Title: "Control Type I Error in Genome-wide Association Studies"
Speaker: Shizhong Xu; Department of Botany and Plant Sciences, UC Riverside, Riverside, CA

Place: SMITH (SMTH) Hall 108
Date: March 25, 2014; Tuesday
Time: 4:30pm


The mixed model approach to genome-wide association studies is very efficient in controlling the additive polygenic background effect by fitting a polygenic variance into the mixed model. The method cannot to control the polygenic background effect due to dominance and epistasis. It also fails to control false positives potentially caused by linkage disequilibrium. We proposed to incorporate dominance and epistasis into the polygenic background to further reduce the residual variance. We also proposed a moving window genome scanning method to reduce the Type I error without sacrifice of statistical power.
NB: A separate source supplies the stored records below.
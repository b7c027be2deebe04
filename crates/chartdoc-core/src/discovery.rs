//! Chart directory discovery
//!
//! Walks a search root and reports every directory holding a `Chart.yaml`.
//! Directories matched by the ignore file are pruned, so an ignored parent
//! hides every chart below it.

use glob::{MatchOptions, Pattern};
use std::path::{Component, Path, PathBuf};
use walkdir::{DirEntry, WalkDir};

use crate::chart::CHART_FILE;
use crate::error::{CoreError, Result};

/// Ignore file looked up in the search root
pub const DEFAULT_IGNORE_FILE: &str = ".chartdocignore";

const PATH_MATCH: MatchOptions = MatchOptions {
    case_sensitive: true,
    require_literal_separator: true,
    require_literal_leading_dot: false,
};

#[derive(Debug, Clone)]
struct IgnoreRule {
    pattern: Pattern,
    dir_only: bool,
    /// Matched against single path components instead of the whole path
    by_name: bool,
}

impl IgnoreRule {
    fn matches(&self, rel: &str, is_dir: bool) -> bool {
        if self.dir_only && !is_dir {
            return false;
        }
        if self.by_name {
            rel.rsplit('/')
                .next()
                .is_some_and(|name| self.pattern.matches(name))
        } else {
            self.pattern.matches_with(rel, PATH_MATCH)
        }
    }
}

/// Glob patterns read from an ignore file
#[derive(Debug, Clone, Default)]
pub struct IgnoreRules {
    rules: Vec<IgnoreRule>,
}

impl IgnoreRules {
    /// Parse ignore file contents
    pub fn parse(content: &str) -> Result<Self> {
        let mut rules = Vec::new();

        for line in content.lines() {
            let line = line.trim();
            if line.is_empty() || line.starts_with('#') {
                continue;
            }

            let dir_only = line.ends_with('/');
            let body = line.trim_end_matches('/');
            let anchored = body.starts_with('/');
            let body = body.trim_start_matches('/');
            if body.is_empty() {
                continue;
            }

            let pattern = Pattern::new(body).map_err(|e| CoreError::IgnorePattern {
                pattern: line.to_string(),
                message: e.to_string(),
            })?;

            rules.push(IgnoreRule {
                pattern,
                dir_only,
                by_name: !anchored && !body.contains('/'),
            });
        }

        Ok(Self { rules })
    }

    /// Read rules from a file; a missing file means no rules
    pub fn load(path: &Path) -> Result<Self> {
        if !path.is_file() {
            return Ok(Self::default());
        }
        let content = std::fs::read_to_string(path)?;
        let rules = Self::parse(&content)?;
        tracing::debug!("Loaded {} ignore rules from {}", rules.len(), path.display());
        Ok(rules)
    }

    /// Check a path relative to the search root
    pub fn is_ignored(&self, rel: &Path, is_dir: bool) -> bool {
        let rel = slash_path(rel);
        self.rules.iter().any(|rule| rule.matches(&rel, is_dir))
    }

    pub fn len(&self) -> usize {
        self.rules.len()
    }

    pub fn is_empty(&self) -> bool {
        self.rules.is_empty()
    }
}

/// Chart finder rooted at a search directory
#[derive(Debug, Clone)]
pub struct ChartDiscovery {
    root: PathBuf,
    ignore_file_name: String,
}

impl ChartDiscovery {
    pub fn new(root: impl Into<PathBuf>) -> Self {
        Self {
            root: root.into(),
            ignore_file_name: DEFAULT_IGNORE_FILE.to_string(),
        }
    }

    /// Use a different ignore file name (relative to the root)
    pub fn with_ignore_file(mut self, name: impl Into<String>) -> Self {
        self.ignore_file_name = name.into();
        self
    }

    /// Find chart directories, relative to the root and sorted
    pub fn find(&self) -> Result<Vec<PathBuf>> {
        if !self.root.is_dir() {
            return Err(CoreError::ChartNotFound {
                path: self.root.display().to_string(),
            });
        }

        let rules = IgnoreRules::load(&self.root.join(&self.ignore_file_name))?;
        let root = self.root.as_path();

        let walker = WalkDir::new(root)
            .follow_links(false)
            .into_iter()
            .filter_entry(|entry| keep_entry(root, &rules, entry));

        let mut charts = Vec::new();

        for entry in walker {
            let entry = match entry {
                Ok(entry) => entry,
                Err(e) if e.depth() == 0 => {
                    return Err(CoreError::Walk {
                        path: root.display().to_string(),
                        message: e.to_string(),
                    });
                }
                Err(e) => {
                    tracing::warn!("Skipping unreadable path: {}", e);
                    continue;
                }
            };

            if !entry.file_type().is_file() || entry.file_name() != CHART_FILE {
                continue;
            }

            let Some(dir) = entry.path().parent() else {
                continue;
            };
            let rel = relative_to(root, dir);
            tracing::debug!("Found chart in {}", rel.display());
            charts.push(rel);
        }

        charts.sort();
        tracing::info!("Found {} chart(s) under {}", charts.len(), root.display());
        Ok(charts)
    }
}

/// Find every chart directory under `root`
pub fn find_chart_directories(root: impl AsRef<Path>) -> Result<Vec<PathBuf>> {
    ChartDiscovery::new(root.as_ref()).find()
}

fn keep_entry(root: &Path, rules: &IgnoreRules, entry: &DirEntry) -> bool {
    if entry.depth() == 0 {
        return true;
    }
    let is_dir = entry.file_type().is_dir();
    if is_dir && entry.file_name() == ".git" {
        return false;
    }
    let rel = relative_to(root, entry.path());
    if rules.is_ignored(&rel, is_dir) {
        tracing::debug!("Ignoring {}", rel.display());
        return false;
    }
    true
}

fn relative_to(root: &Path, path: &Path) -> PathBuf {
    match path.strip_prefix(root) {
        Ok(rel) if rel.as_os_str().is_empty() => PathBuf::from("."),
        Ok(rel) => rel.to_path_buf(),
        Err(_) => path.to_path_buf(),
    }
}

/// Render a relative path with `/` separators for glob matching
fn slash_path(path: &Path) -> String {
    path.components()
        .filter_map(|c| match c {
            Component::Normal(s) => Some(s.to_string_lossy()),
            _ => None,
        })
        .collect::<Vec<_>>()
        .join("/")
}

#[cfg(test)]
mod tests {
    use super::*;
    use tempfile::TempDir;

    fn chart(root: &Path, rel: &str) {
        let dir = root.join(rel);
        std::fs::create_dir_all(&dir).unwrap();
        std::fs::write(
            dir.join(CHART_FILE),
            "apiVersion: v2\nname: test\nversion: 0.1.0\n",
        )
        .unwrap();
    }

    fn paths(list: &[&str]) -> Vec<PathBuf> {
        list.iter().map(PathBuf::from).collect()
    }

    #[test]
    fn test_finds_nested_charts_sorted() {
        let dir = TempDir::new().unwrap();
        chart(dir.path(), "charts/web");
        chart(dir.path(), "charts/api");
        chart(dir.path(), "charts/api/charts/db");
        std::fs::create_dir_all(dir.path().join("docs")).unwrap();

        let found = find_chart_directories(dir.path()).unwrap();
        assert_eq!(
            found,
            paths(&["charts/api", "charts/api/charts/db", "charts/web"])
        );
    }

    #[test]
    fn test_root_chart_is_dot() {
        let dir = TempDir::new().unwrap();
        chart(dir.path(), "");
        chart(dir.path(), "charts/sub");

        let found = find_chart_directories(dir.path()).unwrap();
        assert_eq!(found, paths(&[".", "charts/sub"]));
    }

    #[test]
    fn test_ignored_directories_are_pruned() {
        let dir = TempDir::new().unwrap();
        chart(dir.path(), "charts/keep");
        chart(dir.path(), "charts/legacy");
        chart(dir.path(), "charts/legacy/charts/inner");
        chart(dir.path(), "vendor/thirdparty");
        chart(dir.path(), "charts/keep/tmp-chart");
        std::fs::write(
            dir.path().join(DEFAULT_IGNORE_FILE),
            "# generated\n\n/charts/legacy\nvendor/\ntmp-*\n",
        )
        .unwrap();

        let found = find_chart_directories(dir.path()).unwrap();
        assert_eq!(found, paths(&["charts/keep"]));
    }

    #[test]
    fn test_git_directory_is_skipped() {
        let dir = TempDir::new().unwrap();
        chart(dir.path(), ".git/modules/chart");
        chart(dir.path(), "app");

        let found = find_chart_directories(dir.path()).unwrap();
        assert_eq!(found, paths(&["app"]));
    }

    #[test]
    fn test_custom_ignore_file_name() {
        let dir = TempDir::new().unwrap();
        chart(dir.path(), "a");
        chart(dir.path(), "b");
        std::fs::write(dir.path().join(".docsignore"), "b\n").unwrap();

        let found = ChartDiscovery::new(dir.path())
            .with_ignore_file(".docsignore")
            .find()
            .unwrap();
        assert_eq!(found, paths(&["a"]));
    }

    #[test]
    fn test_missing_root() {
        let dir = TempDir::new().unwrap();
        let err = find_chart_directories(dir.path().join("nope")).unwrap_err();
        assert!(matches!(err, CoreError::ChartNotFound { .. }));
    }

    #[test]
    fn test_dir_only_rules_skip_files() {
        let rules = IgnoreRules::parse("build/\n").unwrap();
        assert!(rules.is_ignored(Path::new("x/build"), true));
        assert!(!rules.is_ignored(Path::new("x/build"), false));
    }

    #[test]
    fn test_path_rules_do_not_cross_separators() {
        let rules = IgnoreRules::parse("charts/*\n").unwrap();
        assert!(rules.is_ignored(Path::new("charts/a"), true));
        assert!(!rules.is_ignored(Path::new("charts/a/b"), true));
        assert!(!rules.is_ignored(Path::new("other/charts/a"), true));
    }

    #[test]
    fn test_invalid_pattern() {
        let err = IgnoreRules::parse("[unclosed\n").unwrap_err();
        assert!(matches!(err, CoreError::IgnorePattern { .. }));
    }
}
We defined a window of fixed or variable length on the genome and estimate the genetic variance for a marker in the middle of the window and the genetic variances for the two markers bracketing the window. We only tested the significance of the marker in the middle of the window while treating the variances of the flanking markers as mechanisms to reduce false positives caused by linkage disequilibrium. The entire genome is scanned by the moving window to detect significant association of the marker in the middle of the window and a quantitative trait. Simulation studies showed that this method has significantly reduced genome-wide Type I error rate compared with the original mixed model methodology of genome-wide association studies.

Associated reading:
1. S. Xu. 2013.Mapping Quantitative Trait Loci by Controlling Polygenic Background Effects. Genetics. 195: 1209-1222.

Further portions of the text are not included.